È evidente che ogni individuo (sano o malato che
sia) ha per ogni sistema le sue peculiari aree di omeostasi,
ed avrà quindi delle capacità di risposta
alle diverse sollecitazioni che sono del tutto personali.
Ne deriva che applicare criteri temporali predefiniti non
permette di tener conto della complessità dei sistemi
biologici individuali che sono coinvolti nell’allenamento
e nella riabilitazione.
La riabilitazione accomodante
Il concetto di “accomodante” deriva dalla metodica
isocinetica, dove la resistenza offerta dall’apparecchio
isocinetico è sempre proporzionale alla forza espressa
dal sistema muscolare. In questo modo le sollecitazioni
sono sempre massimali e contemporaneamente si adattano alle
effettive capacità del sistema (Hislop H, Perrine
JJ, Phys Ther 1967; 47:114-17).
La riabilitazione accomodante va oltre il concetto di riabilitazione
accelerata, poiché il paziente svolge ciò
che è effettivamente in grado di tollerare, adattando
continuamente i carichi alla situazione che evolve, a partire
dall’applicazione del concetto della progressione
dei carichi, che non deve essere interpretato solo dal punto
di vista della Teoria dell’Allenamento, ma anche da
un punto di vista clinico. Per questo è necessario
applicare un costante monitoraggio (clinico e funzionale)

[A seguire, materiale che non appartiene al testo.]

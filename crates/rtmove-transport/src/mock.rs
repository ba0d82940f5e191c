//! Mock 传输层（无网络依赖）
//!
//! 用于测试投递线程和控制器的生命周期：
//! - 记录每一次 `run_request()` 调用
//! - 按脚本返回错误或触发 panic
//! - 闸门（gate）：阻塞请求，模拟卡住或缓慢的网络

use crate::{Transport, TransportError};
use parking_lot::{Condvar, Mutex};
use rtmove_protocol::Payload;
use serde_json::Value;
use std::collections::VecDeque;
use std::sync::Arc;
use std::time::{Duration, Instant};
use tracing::trace;

/// 一次被记录的请求
#[derive(Debug, Clone, PartialEq)]
pub struct RecordedRequest {
    pub target_id: String,
    pub method: String,
    pub payload: Payload,
}

/// 脚本化的响应（按 FIFO 顺序消费，耗尽后默认返回 `Ok(null)`）
#[derive(Debug, Clone)]
pub enum MockReply {
    Ok(Value),
    Error { code: i64, message: String },
    Panic(String),
}

#[derive(Debug, Default)]
struct MockState {
    refuse_connect: bool,
    connected: bool,
    gated: bool,
    replies: VecDeque<MockReply>,
    requests: Vec<RecordedRequest>,
    connect_count: usize,
    close_count: usize,
}

#[derive(Debug, Default)]
struct Shared {
    state: Mutex<MockState>,
    changed: Condvar,
}

/// 内存中的脚本化传输层
///
/// `Clone` 共享同一份状态：测试保留一个克隆，另一个交给控制器。
#[derive(Debug, Clone)]
pub struct MockTransport {
    endpoint: String,
    shared: Arc<Shared>,
}

impl MockTransport {
    /// 创建可正常连接的 Mock
    pub fn new(endpoint: impl Into<String>) -> Self {
        Self {
            endpoint: endpoint.into(),
            shared: Arc::new(Shared::default()),
        }
    }

    /// 创建拒绝连接的 Mock（`connect()` 返回错误）
    pub fn refusing(endpoint: impl Into<String>) -> Self {
        let mock = Self::new(endpoint);
        mock.shared.state.lock().refuse_connect = true;
        mock
    }

    pub fn endpoint(&self) -> &str {
        &self.endpoint
    }

    /// 追加一条脚本化响应
    pub fn push_reply(&self, reply: MockReply) {
        self.shared.state.lock().replies.push_back(reply);
    }

    /// 下一次请求返回远端错误
    pub fn fail_next(&self, message: impl Into<String>) {
        self.push_reply(MockReply::Error {
            code: -1,
            message: message.into(),
        });
    }

    /// 下一次请求触发 panic
    pub fn panic_next(&self, message: impl Into<String>) {
        self.push_reply(MockReply::Panic(message.into()));
    }

    /// 关闭闸门：此后的请求在记录后阻塞，直到 `release()`
    pub fn hold(&self) {
        self.shared.state.lock().gated = true;
    }

    /// 打开闸门，唤醒所有阻塞中的请求
    pub fn release(&self) {
        self.shared.state.lock().gated = false;
        self.shared.changed.notify_all();
    }

    /// 已记录的请求（快照）
    pub fn requests(&self) -> Vec<RecordedRequest> {
        self.shared.state.lock().requests.clone()
    }

    pub fn request_count(&self) -> usize {
        self.shared.state.lock().requests.len()
    }

    pub fn connect_count(&self) -> usize {
        self.shared.state.lock().connect_count
    }

    pub fn close_count(&self) -> usize {
        self.shared.state.lock().close_count
    }

    pub fn is_connected(&self) -> bool {
        self.shared.state.lock().connected
    }

    /// 等待至少 `count` 次请求被记录
    ///
    /// 超时返回 `false`。
    pub fn wait_for_requests(&self, count: usize, timeout: Duration) -> bool {
        let deadline = Instant::now() + timeout;
        let mut state = self.shared.state.lock();
        while state.requests.len() < count {
            if self.shared.changed.wait_until(&mut state, deadline).timed_out() {
                return state.requests.len() >= count;
            }
        }
        true
    }
}

impl Transport for MockTransport {
    fn connect(&self) -> Result<(), TransportError> {
        let mut state = self.shared.state.lock();
        state.connect_count += 1;
        if state.refuse_connect {
            return Err(TransportError::Connect(format!(
                "{} refused connection",
                self.endpoint
            )));
        }
        state.connected = true;
        Ok(())
    }

    fn run_request(
        &self,
        target_id: &str,
        method: &str,
        payload: &Payload,
    ) -> Result<Value, TransportError> {
        let reply = {
            let mut state = self.shared.state.lock();
            state.requests.push(RecordedRequest {
                target_id: target_id.to_string(),
                method: method.to_string(),
                payload: payload.clone(),
            });
            self.shared.changed.notify_all();
            trace!("MockTransport: recorded {} for {}", method, target_id);

            while state.gated {
                self.shared.changed.wait(&mut state);
            }

            if !state.connected {
                return Err(TransportError::NotConnected);
            }
            state.replies.pop_front()
        };

        // 锁外执行，panic 不会卡住其他调用方
        match reply {
            None => Ok(Value::Null),
            Some(MockReply::Ok(value)) => Ok(value),
            Some(MockReply::Error { code, message }) => Err(TransportError::remote(code, message)),
            Some(MockReply::Panic(message)) => panic!("{}", message),
        }
    }

    fn close(&self) {
        let mut state = self.shared.state.lock();
        state.connected = false;
        state.close_count += 1;
        self.shared.changed.notify_all();
    }
}
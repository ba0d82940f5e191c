//! 控制器模块
//!
//! 提供对外的 `RtController`，封装传输连接、分发队列和投递线程的生命周期。

use crate::config::ControllerConfig;
use crate::error::DriverError;
use crate::metrics::{DispatchMetrics, MetricsSnapshot};
use crate::pipeline::{WORKER_THREAD_NAME, delivery_loop};
use crate::queue::{DispatchQueue, EnqueueOutcome};
use crate::state::{AtomicWorkerState, WorkerState};
use parking_lot::Mutex;
use rtmove_protocol::{
    Command, build_move, build_move_cartesian, build_move_cartesian_hard,
    build_move_cartesian_soft,
};
use rtmove_transport::Transport;
use std::sync::Arc;
use std::sync::atomic::Ordering;
use std::thread::{self, JoinHandle};
use std::time::Duration;
use tracing::{debug, error, info, trace, warn};

/// 驱逐率检查间隔（按入队次数）
const EVICTION_CHECK_INTERVAL: u64 = 1000;

#[derive(Debug)]
enum JoinFailure {
    /// 超时：线程仍在运行（通常卡在 `run_request()` 中）
    Timeout,
    /// 线程 panic
    Panicked,
    /// 看门狗线程无法启动
    Watchdog(std::io::Error),
}

/// Extension trait for timeout-capable thread joins
trait JoinTimeout {
    fn join_timeout(self, timeout: Duration) -> Result<(), JoinFailure>;
}

impl<T: Send + 'static> JoinTimeout for JoinHandle<T> {
    fn join_timeout(self, timeout: Duration) -> Result<(), JoinFailure> {
        let (done_tx, done_rx) = crossbeam_channel::bounded(1);

        // 看门狗线程代为 join，主线程只做带超时的等待，无忙等
        thread::Builder::new()
            .name(format!("{}_join", WORKER_THREAD_NAME))
            .spawn(move || {
                let panicked = self.join().is_err();
                // 接收端可能已超时退出，忽略发送错误
                let _ = done_tx.send(panicked);
            })
            .map_err(JoinFailure::Watchdog)?;

        match done_rx.recv_timeout(timeout) {
            Ok(false) => Ok(()),
            Ok(true) => Err(JoinFailure::Panicked),
            Err(crossbeam_channel::RecvTimeoutError::Timeout) => Err(JoinFailure::Timeout),
            Err(crossbeam_channel::RecvTimeoutError::Disconnected) => Err(JoinFailure::Panicked),
        }
    }
}

/// 实时运动控制器（对外 API）
///
/// - 构造时连接传输层并启动投递线程（`rt_sender`）
/// - 运动方法构建命令后非阻塞入队，可从任意线程调用
/// - `close()` 在有界时间内完成关闭；`Drop` 时自动关闭
///
/// # 示例
///
/// ```rust,no_run
/// # use rtmove_driver::{ControllerConfig, RtController};
/// # use rtmove_transport::Transport;
/// # fn example<T: Transport + 'static>(open: impl FnOnce(&str) -> T) -> Result<(), rtmove_driver::DriverError> {
/// let config = ControllerConfig::new("arm-0", "ws://192.168.1.10:9000");
/// let controller = RtController::new(config, open)?;
///
/// controller.rt_movec(&[0.3, 0.0, 0.4, 0.0, 3.1, 0.0]);
/// controller.rt_movec(&[0.3, 0.1, 0.4, 0.0, 3.1, 0.0]); // 覆盖上一条（如果尚未发送）
///
/// controller.close();
/// # Ok(())
/// # }
/// ```
pub struct RtController<T: Transport + 'static> {
    /// 目标机器人 ID（每次请求的 target_id）
    robot_id: String,
    /// 传输层地址（用于日志）
    endpoint: String,
    /// 传输连接（投递线程与控制器共享）
    transport: Arc<T>,
    /// 分发队列
    queue: Arc<DispatchQueue<Command>>,
    /// 投递线程状态
    state: Arc<AtomicWorkerState>,
    /// 性能指标（原子计数器）
    metrics: Arc<DispatchMetrics>,
    /// 投递线程句柄（close 时 take 并 join）
    worker: Mutex<Option<JoinHandle<()>>>,
    /// 关闭时等待投递线程的最长时间
    shutdown_timeout: Duration,
}

impl<T: Transport + 'static> RtController<T> {
    /// 创建控制器
    ///
    /// 1. 校验配置
    /// 2. 通过 `open(endpoint)` 构造传输层并 `connect()`
    /// 3. 创建分发队列，启动投递线程
    ///
    /// # 错误
    /// - `DriverError::InvalidConfig`: 配置无效
    /// - `DriverError::Connect`: 连接失败（不会启动任何线程）
    /// - `DriverError::WorkerSpawn`: 线程启动失败（传输层已关闭）
    pub fn new<F>(config: ControllerConfig, open: F) -> Result<Self, DriverError>
    where
        F: FnOnce(&str) -> T,
    {
        config.validate()?;

        let transport = Arc::new(open(&config.endpoint));
        if let Err(e) = transport.connect() {
            error!("Connection to {} failed, quitting: {}", config.endpoint, e);
            return Err(DriverError::Connect(e));
        }

        let queue = Arc::new(DispatchQueue::new(config.queue_capacity));
        let state = Arc::new(AtomicWorkerState::new(WorkerState::Running));
        let metrics = Arc::new(DispatchMetrics::new());

        let spawned = {
            let transport = transport.clone();
            let queue = queue.clone();
            let state = state.clone();
            let metrics = metrics.clone();
            let target_id = config.robot_id.clone();
            thread::Builder::new()
                .name(WORKER_THREAD_NAME.to_string())
                .spawn(move || delivery_loop(transport, queue, state, metrics, target_id))
        };

        let worker = match spawned {
            Ok(handle) => handle,
            Err(e) => {
                error!("Failed to spawn delivery worker: {}", e);
                transport.close();
                return Err(DriverError::WorkerSpawn(e));
            },
        };

        info!(
            "RtController started: robot={}, endpoint={}, queue_capacity={}",
            config.robot_id, config.endpoint, config.queue_capacity
        );

        let shutdown_timeout = config.shutdown_timeout();
        Ok(Self {
            robot_id: config.robot_id,
            endpoint: config.endpoint,
            transport,
            queue,
            state,
            metrics,
            worker: Mutex::new(Some(worker)),
            shutdown_timeout,
        })
    }

    /// 关节空间路点运动（`rt-move`）
    pub fn rt_move(&self, target: &[f64], duration: f64) -> EnqueueOutcome {
        self.send(build_move(target, duration))
    }

    /// 笛卡尔空间运动（`rt-move-cartesian`，满速）
    pub fn rt_movec(&self, target: &[f64]) -> EnqueueOutcome {
        self.send(build_move_cartesian(target))
    }

    /// 笛卡尔空间柔顺运动（`rt-move-cartesian-soft`，按时长）
    pub fn rt_movec_soft(&self, target: &[f64], duration: f64) -> EnqueueOutcome {
        self.send(build_move_cartesian_soft(target, duration))
    }

    /// 笛卡尔空间直接运动（`rt-move-cartesian-hard`）
    pub fn rt_movec_hard(&self, target: &[f64]) -> EnqueueOutcome {
        self.send(build_move_cartesian_hard(target))
    }

    /// 非阻塞发送任意命令
    ///
    /// 队列满时驱逐最旧的待发送命令；关闭开始后命令被拒绝。
    /// 返回值只描述入队结果，不代表命令已送达。
    pub fn send(&self, command: Command) -> EnqueueOutcome {
        let method = command.method();
        let outcome = self.queue.try_enqueue(command);

        match outcome {
            EnqueueOutcome::Admitted => {
                self.metrics.commands_enqueued.fetch_add(1, Ordering::Relaxed);
            },
            EnqueueOutcome::Replaced { evicted } => {
                let total = self.metrics.commands_enqueued.fetch_add(1, Ordering::Relaxed) + 1;
                let evictions = self
                    .metrics
                    .commands_evicted
                    .fetch_add(evicted as u64, Ordering::Relaxed)
                    + evicted as u64;
                debug!("{} superseded {} pending command(s)", method, evicted);

                // 每 1000 次入队检查一次驱逐率，避免频繁计算
                if total % EVICTION_CHECK_INTERVAL == 0 {
                    let rate = (evictions as f64 / total as f64) * 100.0;
                    if rate > 50.0 {
                        warn!(
                            "High command eviction rate: {:.1}% ({} evicted / {} enqueued). \
                             The delivery worker or transport may be a bottleneck.",
                            rate, evictions, total
                        );
                    } else if rate > 30.0 {
                        info!(
                            "Moderate command eviction rate: {:.1}% ({} evicted / {} enqueued)",
                            rate, evictions, total
                        );
                    }
                }
            },
            EnqueueOutcome::Rejected => {
                self.metrics.commands_rejected.fetch_add(1, Ordering::Relaxed);
                warn!("cmd queue closed, drop cmd {}", method);
            },
        }

        outcome
    }

    /// 关闭控制器
    ///
    /// 1. 状态 `Running → Stopping`（重复调用直接返回）
    /// 2. 放入停止标记（为其驱逐的命令计入 `commands_evicted`）
    /// 3. 等待投递线程退出，最多 `shutdown_timeout`；超时只记录警告
    /// 4. 丢弃仍在队列中的命令（计入 `commands_discarded`）
    /// 5. 关闭传输连接（无论 join 是否成功）
    pub fn close(&self) {
        if !self.state.begin_stop() {
            trace!("RtController: close() called again, ignoring");
            return;
        }

        debug!("RtController: shutting down robot={}", self.robot_id);
        if let Some(evicted) = self.queue.enqueue_stop_marker()
            && evicted > 0
        {
            self.metrics.commands_evicted.fetch_add(evicted as u64, Ordering::Relaxed);
            debug!("RtController: stop marker evicted {} pending command(s)", evicted);
        }

        let handle = self.worker.lock().take();
        if let Some(handle) = handle {
            match handle.join_timeout(self.shutdown_timeout) {
                Ok(()) => trace!("RtController: delivery worker joined"),
                Err(JoinFailure::Timeout) => warn!(
                    "Delivery worker did not stop within {:?}, closing transport anyway",
                    self.shutdown_timeout
                ),
                Err(JoinFailure::Panicked) => error!("Delivery worker panicked"),
                Err(JoinFailure::Watchdog(e)) => {
                    warn!("Failed to spawn join watchdog, detaching delivery worker: {}", e)
                },
            }
        }

        // 投递线程卡住时，停止标记之前的命令留在队列中
        let leftover = self.queue.discard_pending();
        if leftover > 0 {
            self.metrics.commands_discarded.fetch_add(leftover as u64, Ordering::Relaxed);
            debug!("RtController: discarded {} pending command(s)", leftover);
        }

        self.transport.close();

        let snapshot = self.metrics.snapshot();
        info!(
            "RtController closed: robot={}, endpoint={}, delivered={}, evicted={}, discarded={}, errors={}, faults={}",
            self.robot_id,
            self.endpoint,
            snapshot.commands_delivered,
            snapshot.commands_evicted,
            snapshot.commands_discarded,
            snapshot.transport_errors,
            snapshot.transport_faults
        );
    }

    /// 目标机器人 ID
    pub fn robot_id(&self) -> &str {
        &self.robot_id
    }

    pub fn endpoint(&self) -> &str {
        &self.endpoint
    }

    /// 投递线程当前状态
    pub fn state(&self) -> WorkerState {
        self.state.get(Ordering::Acquire)
    }

    /// 是否仍接受命令
    pub fn is_running(&self) -> bool {
        self.state().is_running()
    }

    /// 投递线程是否存活
    ///
    /// `close()` 之后句柄已交给看门狗，此时以线程是否写入 `Stopped` 为准：
    /// join 超时的线程（卡在 `run_request()` 中）仍视为存活。
    pub fn is_worker_alive(&self) -> bool {
        match self.worker.lock().as_ref() {
            Some(handle) => !handle.is_finished(),
            None => !self.state().is_stopped(),
        }
    }

    /// 队列中等待投递的命令数
    pub fn pending(&self) -> usize {
        self.queue.len()
    }

    /// 队列容量
    pub fn queue_capacity(&self) -> usize {
        self.queue.capacity()
    }

    /// 获取性能指标快照
    pub fn metrics(&self) -> MetricsSnapshot {
        self.metrics.snapshot()
    }
}

impl<T: Transport + 'static> Drop for RtController<T> {
    fn drop(&mut self) {
        self.close();
    }
}

impl<T: Transport + 'static> std::fmt::Debug for RtController<T> {
    fn fmt(&self, f: &mut std::fmt::Formatter<'_>) -> std::fmt::Result {
        f.debug_struct("RtController")
            .field("robot_id", &self.robot_id)
            .field("endpoint", &self.endpoint)
            .field("state", &self.state())
            .field("queue", &self.queue)
            .finish()
    }
}
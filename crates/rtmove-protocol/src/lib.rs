//! # rtmove Protocol
//!
//! 实时运动命令的数据模型（无传输层依赖）
//!
//! ## 模块
//!
//! - `method`: 命令方法名（`rt-move` 等）
//! - `command`: 不可变命令记录与各运动变体的构建函数
//!
//! ## 在架构中的位置
//!
//! ```text
//! 调用方
//!     ↓ build_move() / build_move_cartesian() ...
//! Command (此 crate)
//!     ↓ DispatchQueue → 投递线程
//! Transport::run_request(target_id, method, payload)
//! ```
//!
//! 构建函数是纯函数：不做校验，不阻塞，永远返回合法的 `Command`。
//! 数值是否有效由远端决定。

pub mod command;
pub mod method;

pub use command::*;
pub use method::Method;

use thiserror::Error;

/// 命令载荷：字段名到 JSON 值的映射
pub type Payload = serde_json::Map<String, serde_json::Value>;

/// 协议层错误类型
#[derive(Error, Debug, Clone, PartialEq, Eq)]
pub enum ProtocolError {
    #[error("Unknown command method: {0}")]
    UnknownMethod(String),
}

che permetta di controllare il delicato equilibrio tra la
necessità di guarigione del tessuto e la necessità
di stimoli per i tessuti, gli organi ed i sistemi dell’apparato
locomotore.
Assumono quindi notevole rilevanza il sintomo dolore ed
i segni di effusione o di idrartro, indicativi di un eventuale
squilibrio tra la necessità di guarigione del tessuto
e le richieste funzionali dettate dalla progressione dei
carichi.
Nella riabilitazione accomodante è necessario:

1. definire gli obiettivi clinici e funzionali prioritari
di ogni singola fase (ad esempio: il recupero dell’estensione
completa; il recupero dello schema del passo con carico
parziale e controllato in acqua; il recupero della corsa
sul campo sportivo; ecc…);
2. osservare le reazioni agli stimoli che vengono somministrati
per raggiungere gli obiettivi;
3. identificare i “semafori rossi” che impediscono
di passare alla fase successiva (dolore, idrartro, deficit
ROM) (figura 2);
4. definire le strategie da adottare quando compaiono complicanze
(ad esempio: in caso di idrartro utilizzare Fans, ghiaccio,
riposo attivo, idrokinesiterapia, massaggio linfatico, riduzione
del numero di sedute riabilitative settimanali, ecc...;
oppure in caso di dolore utilizzare Fans, terapie fisiche,
rinforzo muscolare nel ROM libero da dolore, selezione di
opportuni esercizi in catena aperta e chiusa, diminuzione
dei carichi, rinforzo eccentrico, ecc…).
Così facendo, il concetto secondo il quale esistono
dei tempi predefiniti che guidano la riabilitazione viene
superato e l’attenzione viene posta sui criteri clinici
e funzionali che costituiscono l’effettivo presupposto
per la progressione dei carichi e delle sollecitazioni che
portano alla guarigione (Kvist J, Sport Med 2004; 34:269-280).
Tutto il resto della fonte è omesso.